START GIVEN INFORMATION

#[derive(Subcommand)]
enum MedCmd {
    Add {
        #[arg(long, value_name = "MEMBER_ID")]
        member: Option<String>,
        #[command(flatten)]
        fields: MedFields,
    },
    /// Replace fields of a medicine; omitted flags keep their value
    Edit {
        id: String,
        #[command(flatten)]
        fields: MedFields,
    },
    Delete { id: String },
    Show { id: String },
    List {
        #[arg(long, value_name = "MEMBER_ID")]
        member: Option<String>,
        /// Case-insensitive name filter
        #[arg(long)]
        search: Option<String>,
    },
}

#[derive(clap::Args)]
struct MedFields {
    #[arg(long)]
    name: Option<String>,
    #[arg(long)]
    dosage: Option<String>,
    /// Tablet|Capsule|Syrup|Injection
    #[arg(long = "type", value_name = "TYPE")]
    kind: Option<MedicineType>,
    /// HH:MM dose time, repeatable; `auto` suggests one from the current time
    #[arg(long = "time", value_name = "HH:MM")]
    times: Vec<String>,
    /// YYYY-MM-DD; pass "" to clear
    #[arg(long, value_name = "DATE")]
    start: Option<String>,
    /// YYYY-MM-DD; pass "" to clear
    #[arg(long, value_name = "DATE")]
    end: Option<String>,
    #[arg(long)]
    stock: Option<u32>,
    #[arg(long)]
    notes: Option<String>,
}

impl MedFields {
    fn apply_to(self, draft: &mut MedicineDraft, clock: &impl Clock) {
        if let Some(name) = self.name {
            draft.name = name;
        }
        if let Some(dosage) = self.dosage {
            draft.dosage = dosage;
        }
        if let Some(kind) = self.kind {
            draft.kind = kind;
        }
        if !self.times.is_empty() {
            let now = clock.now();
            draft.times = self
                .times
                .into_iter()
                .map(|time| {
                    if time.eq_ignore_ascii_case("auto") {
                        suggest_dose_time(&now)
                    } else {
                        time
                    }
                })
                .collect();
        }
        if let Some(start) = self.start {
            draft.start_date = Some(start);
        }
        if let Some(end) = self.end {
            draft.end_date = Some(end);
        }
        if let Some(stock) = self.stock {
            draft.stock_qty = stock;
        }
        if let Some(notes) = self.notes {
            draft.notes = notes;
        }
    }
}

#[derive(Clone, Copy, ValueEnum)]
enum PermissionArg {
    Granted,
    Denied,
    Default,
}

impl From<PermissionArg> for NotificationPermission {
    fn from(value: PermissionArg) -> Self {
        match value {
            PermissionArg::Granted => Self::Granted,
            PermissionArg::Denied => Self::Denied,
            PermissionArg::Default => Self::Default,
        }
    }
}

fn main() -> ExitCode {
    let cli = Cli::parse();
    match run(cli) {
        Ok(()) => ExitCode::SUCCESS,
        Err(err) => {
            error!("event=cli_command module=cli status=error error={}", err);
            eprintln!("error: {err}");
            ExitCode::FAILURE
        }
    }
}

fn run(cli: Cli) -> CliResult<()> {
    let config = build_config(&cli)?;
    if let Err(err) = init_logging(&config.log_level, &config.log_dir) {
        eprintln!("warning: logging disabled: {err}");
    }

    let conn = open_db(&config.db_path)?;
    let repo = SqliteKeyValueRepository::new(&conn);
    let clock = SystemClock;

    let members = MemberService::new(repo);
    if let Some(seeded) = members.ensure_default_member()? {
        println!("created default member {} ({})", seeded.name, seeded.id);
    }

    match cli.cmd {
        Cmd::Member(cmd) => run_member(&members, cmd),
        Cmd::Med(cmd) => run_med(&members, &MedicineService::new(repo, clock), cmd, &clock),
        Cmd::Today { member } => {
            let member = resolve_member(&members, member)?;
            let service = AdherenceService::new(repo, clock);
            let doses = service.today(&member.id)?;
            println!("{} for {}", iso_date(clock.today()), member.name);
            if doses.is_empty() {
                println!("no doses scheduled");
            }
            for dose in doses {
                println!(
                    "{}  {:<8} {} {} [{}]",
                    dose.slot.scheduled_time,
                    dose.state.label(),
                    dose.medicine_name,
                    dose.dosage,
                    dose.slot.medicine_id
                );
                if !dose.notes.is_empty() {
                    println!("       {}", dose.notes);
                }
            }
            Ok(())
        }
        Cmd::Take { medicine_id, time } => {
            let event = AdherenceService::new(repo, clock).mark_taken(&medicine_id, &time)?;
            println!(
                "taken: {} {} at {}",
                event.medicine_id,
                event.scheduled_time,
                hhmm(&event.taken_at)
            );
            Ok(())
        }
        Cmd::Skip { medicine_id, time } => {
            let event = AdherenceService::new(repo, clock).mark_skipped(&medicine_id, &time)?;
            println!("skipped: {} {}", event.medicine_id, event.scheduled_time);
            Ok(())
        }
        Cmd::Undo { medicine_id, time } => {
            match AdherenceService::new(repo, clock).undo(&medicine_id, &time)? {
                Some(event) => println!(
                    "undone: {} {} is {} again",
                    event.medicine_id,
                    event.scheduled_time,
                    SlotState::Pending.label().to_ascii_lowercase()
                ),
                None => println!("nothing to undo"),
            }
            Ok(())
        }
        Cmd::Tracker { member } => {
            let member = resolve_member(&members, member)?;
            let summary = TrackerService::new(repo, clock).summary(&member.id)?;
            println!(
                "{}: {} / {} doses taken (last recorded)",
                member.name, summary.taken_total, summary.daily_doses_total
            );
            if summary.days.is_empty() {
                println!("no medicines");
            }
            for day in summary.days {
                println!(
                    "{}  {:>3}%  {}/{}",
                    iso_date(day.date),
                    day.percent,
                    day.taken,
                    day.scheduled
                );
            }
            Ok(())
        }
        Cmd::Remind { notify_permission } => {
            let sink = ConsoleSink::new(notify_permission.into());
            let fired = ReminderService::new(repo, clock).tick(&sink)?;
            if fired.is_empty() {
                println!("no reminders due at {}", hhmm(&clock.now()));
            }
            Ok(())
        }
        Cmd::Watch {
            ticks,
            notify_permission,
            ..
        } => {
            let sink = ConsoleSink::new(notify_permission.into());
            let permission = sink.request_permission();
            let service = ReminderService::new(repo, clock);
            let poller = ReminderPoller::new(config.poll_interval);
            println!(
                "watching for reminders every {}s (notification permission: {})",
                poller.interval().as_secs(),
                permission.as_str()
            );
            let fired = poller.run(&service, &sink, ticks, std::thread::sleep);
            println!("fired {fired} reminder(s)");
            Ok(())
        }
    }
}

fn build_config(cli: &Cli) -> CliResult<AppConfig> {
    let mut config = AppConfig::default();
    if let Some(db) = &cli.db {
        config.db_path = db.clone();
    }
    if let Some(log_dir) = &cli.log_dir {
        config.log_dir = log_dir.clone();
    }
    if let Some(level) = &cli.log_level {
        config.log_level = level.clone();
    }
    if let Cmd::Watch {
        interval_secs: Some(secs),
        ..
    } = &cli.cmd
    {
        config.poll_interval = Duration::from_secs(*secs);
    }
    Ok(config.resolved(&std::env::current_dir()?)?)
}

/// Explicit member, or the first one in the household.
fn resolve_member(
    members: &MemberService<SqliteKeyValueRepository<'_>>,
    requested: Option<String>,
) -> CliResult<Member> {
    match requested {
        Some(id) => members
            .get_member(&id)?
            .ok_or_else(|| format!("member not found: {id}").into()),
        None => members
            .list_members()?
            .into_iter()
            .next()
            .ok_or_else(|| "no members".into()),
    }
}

END GIVEN INFORMATION

- TASK OBJECTIVE: For each line above that contains the word "ReminderService", make a copy.

- OUTPUT BELOW:
            let fired = ReminderService::new(repo, clock).tick(&sink)?;
            let service = ReminderService::new(repo, clock);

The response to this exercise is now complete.